_PROBLEM_
Lines from the first one down to the one containing "let Value::Object(fields) = value" in the data below are the only ones needed; please return them exactly, both ends included.

_DATASET_
= = =

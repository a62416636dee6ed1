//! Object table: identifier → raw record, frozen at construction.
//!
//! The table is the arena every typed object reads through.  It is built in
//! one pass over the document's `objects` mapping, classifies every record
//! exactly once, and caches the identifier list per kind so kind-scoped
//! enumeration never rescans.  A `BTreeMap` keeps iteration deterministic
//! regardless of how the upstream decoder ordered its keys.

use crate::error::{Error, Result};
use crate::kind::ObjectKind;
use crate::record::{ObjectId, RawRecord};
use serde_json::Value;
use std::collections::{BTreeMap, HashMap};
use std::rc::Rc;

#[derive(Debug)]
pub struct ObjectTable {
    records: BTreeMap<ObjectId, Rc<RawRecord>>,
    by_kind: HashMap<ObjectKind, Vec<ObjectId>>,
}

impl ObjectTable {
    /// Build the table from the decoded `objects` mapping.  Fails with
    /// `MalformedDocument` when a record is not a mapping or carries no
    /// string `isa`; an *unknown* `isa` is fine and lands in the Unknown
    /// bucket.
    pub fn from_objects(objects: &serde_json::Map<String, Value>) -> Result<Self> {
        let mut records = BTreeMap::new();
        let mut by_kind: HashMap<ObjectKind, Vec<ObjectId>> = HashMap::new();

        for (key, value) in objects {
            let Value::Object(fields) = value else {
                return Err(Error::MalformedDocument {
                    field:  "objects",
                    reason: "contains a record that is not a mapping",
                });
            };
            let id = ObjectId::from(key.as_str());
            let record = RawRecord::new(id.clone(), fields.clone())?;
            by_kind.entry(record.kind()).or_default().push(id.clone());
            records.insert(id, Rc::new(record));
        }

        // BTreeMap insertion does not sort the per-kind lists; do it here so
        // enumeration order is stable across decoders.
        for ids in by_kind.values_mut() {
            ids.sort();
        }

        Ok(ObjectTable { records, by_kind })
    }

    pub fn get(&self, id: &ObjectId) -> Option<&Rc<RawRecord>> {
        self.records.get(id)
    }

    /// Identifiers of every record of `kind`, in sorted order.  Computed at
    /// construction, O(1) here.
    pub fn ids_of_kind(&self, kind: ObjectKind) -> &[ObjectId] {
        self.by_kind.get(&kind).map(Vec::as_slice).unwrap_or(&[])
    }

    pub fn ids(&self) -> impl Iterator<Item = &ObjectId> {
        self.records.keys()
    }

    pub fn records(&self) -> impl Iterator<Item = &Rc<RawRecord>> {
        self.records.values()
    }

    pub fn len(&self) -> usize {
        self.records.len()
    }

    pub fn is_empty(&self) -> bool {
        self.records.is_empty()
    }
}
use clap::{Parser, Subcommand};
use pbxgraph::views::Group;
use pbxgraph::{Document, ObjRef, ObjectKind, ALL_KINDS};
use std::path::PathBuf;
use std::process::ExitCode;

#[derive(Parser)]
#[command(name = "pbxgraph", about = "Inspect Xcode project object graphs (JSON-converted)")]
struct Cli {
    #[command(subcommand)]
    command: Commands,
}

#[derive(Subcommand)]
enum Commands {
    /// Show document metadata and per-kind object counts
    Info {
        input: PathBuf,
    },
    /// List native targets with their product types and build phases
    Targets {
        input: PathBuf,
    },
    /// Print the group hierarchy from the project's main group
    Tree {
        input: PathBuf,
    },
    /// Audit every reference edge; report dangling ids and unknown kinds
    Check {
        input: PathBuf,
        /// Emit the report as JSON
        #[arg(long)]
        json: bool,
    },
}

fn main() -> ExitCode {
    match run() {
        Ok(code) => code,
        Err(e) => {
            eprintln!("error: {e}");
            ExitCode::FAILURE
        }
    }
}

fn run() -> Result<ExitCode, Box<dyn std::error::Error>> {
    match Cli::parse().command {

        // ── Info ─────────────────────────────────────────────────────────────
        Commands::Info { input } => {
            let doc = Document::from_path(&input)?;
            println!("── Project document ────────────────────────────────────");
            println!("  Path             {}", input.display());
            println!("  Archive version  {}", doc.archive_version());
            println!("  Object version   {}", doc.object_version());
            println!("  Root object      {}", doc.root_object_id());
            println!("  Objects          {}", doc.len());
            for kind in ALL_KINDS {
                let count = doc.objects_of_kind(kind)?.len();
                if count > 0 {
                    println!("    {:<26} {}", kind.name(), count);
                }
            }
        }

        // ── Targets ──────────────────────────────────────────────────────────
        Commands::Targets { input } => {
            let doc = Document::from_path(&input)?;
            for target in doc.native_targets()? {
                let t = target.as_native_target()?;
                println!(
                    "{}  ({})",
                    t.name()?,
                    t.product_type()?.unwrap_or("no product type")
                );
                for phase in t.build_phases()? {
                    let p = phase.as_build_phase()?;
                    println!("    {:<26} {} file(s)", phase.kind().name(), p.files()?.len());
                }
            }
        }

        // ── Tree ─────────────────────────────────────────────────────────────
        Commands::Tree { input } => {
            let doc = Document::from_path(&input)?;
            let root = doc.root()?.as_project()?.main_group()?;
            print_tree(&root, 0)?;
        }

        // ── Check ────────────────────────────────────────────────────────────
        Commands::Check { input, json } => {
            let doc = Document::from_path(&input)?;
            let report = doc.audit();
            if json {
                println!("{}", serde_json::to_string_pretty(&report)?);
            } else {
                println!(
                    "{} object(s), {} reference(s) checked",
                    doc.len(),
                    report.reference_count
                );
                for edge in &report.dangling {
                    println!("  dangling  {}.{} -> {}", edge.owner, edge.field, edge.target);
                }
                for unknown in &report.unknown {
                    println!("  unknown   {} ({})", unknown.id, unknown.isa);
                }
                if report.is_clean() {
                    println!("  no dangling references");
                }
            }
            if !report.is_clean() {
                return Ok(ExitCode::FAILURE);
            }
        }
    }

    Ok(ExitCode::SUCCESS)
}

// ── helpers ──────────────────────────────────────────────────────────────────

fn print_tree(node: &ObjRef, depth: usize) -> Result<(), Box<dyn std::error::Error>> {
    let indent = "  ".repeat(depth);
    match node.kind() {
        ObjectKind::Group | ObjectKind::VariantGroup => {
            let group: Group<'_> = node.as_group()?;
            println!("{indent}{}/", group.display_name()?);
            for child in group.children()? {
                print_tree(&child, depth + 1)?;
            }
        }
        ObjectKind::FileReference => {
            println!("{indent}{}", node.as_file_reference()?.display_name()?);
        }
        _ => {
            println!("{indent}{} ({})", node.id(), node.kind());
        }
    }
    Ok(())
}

= = =

_TASK RESULT_
repository a62416636dee6ed1
//! Object table: identifier → raw record, frozen at construction.
//!
//! The table is the arena every typed object reads through.  It is built in
//! one pass over the document's `objects` mapping, classifies every record
//! exactly once, and caches the identifier list per kind so kind-scoped
//! enumeration never rescans.  A `BTreeMap` keeps iteration deterministic
//! regardless of how the upstream decoder ordered its keys.

use crate::error::{Error, Result};
use crate::kind::ObjectKind;
use crate::record::{ObjectId, RawRecord};
use serde_json::Value;
use std::collections::{BTreeMap, HashMap};
use std::rc::Rc;

#[derive(Debug)]
pub struct ObjectTable {
    records: BTreeMap<ObjectId, Rc<RawRecord>>,
    by_kind: HashMap<ObjectKind, Vec<ObjectId>>,
}

impl ObjectTable {
    /// Build the table from the decoded `objects` mapping.  Fails with
    /// `MalformedDocument` when a record is not a mapping or carries no
    /// string `isa`; an *unknown* `isa` is fine and lands in the Unknown
    /// bucket.
    pub fn from_objects(objects: &serde_json::Map<String, Value>) -> Result<Self> {
        let mut records = BTreeMap::new();
        let mut by_kind: HashMap<ObjectKind, Vec<ObjectId>> = HashMap::new();

        for (key, value) in objects {
            let Value::Object(fields) = value else {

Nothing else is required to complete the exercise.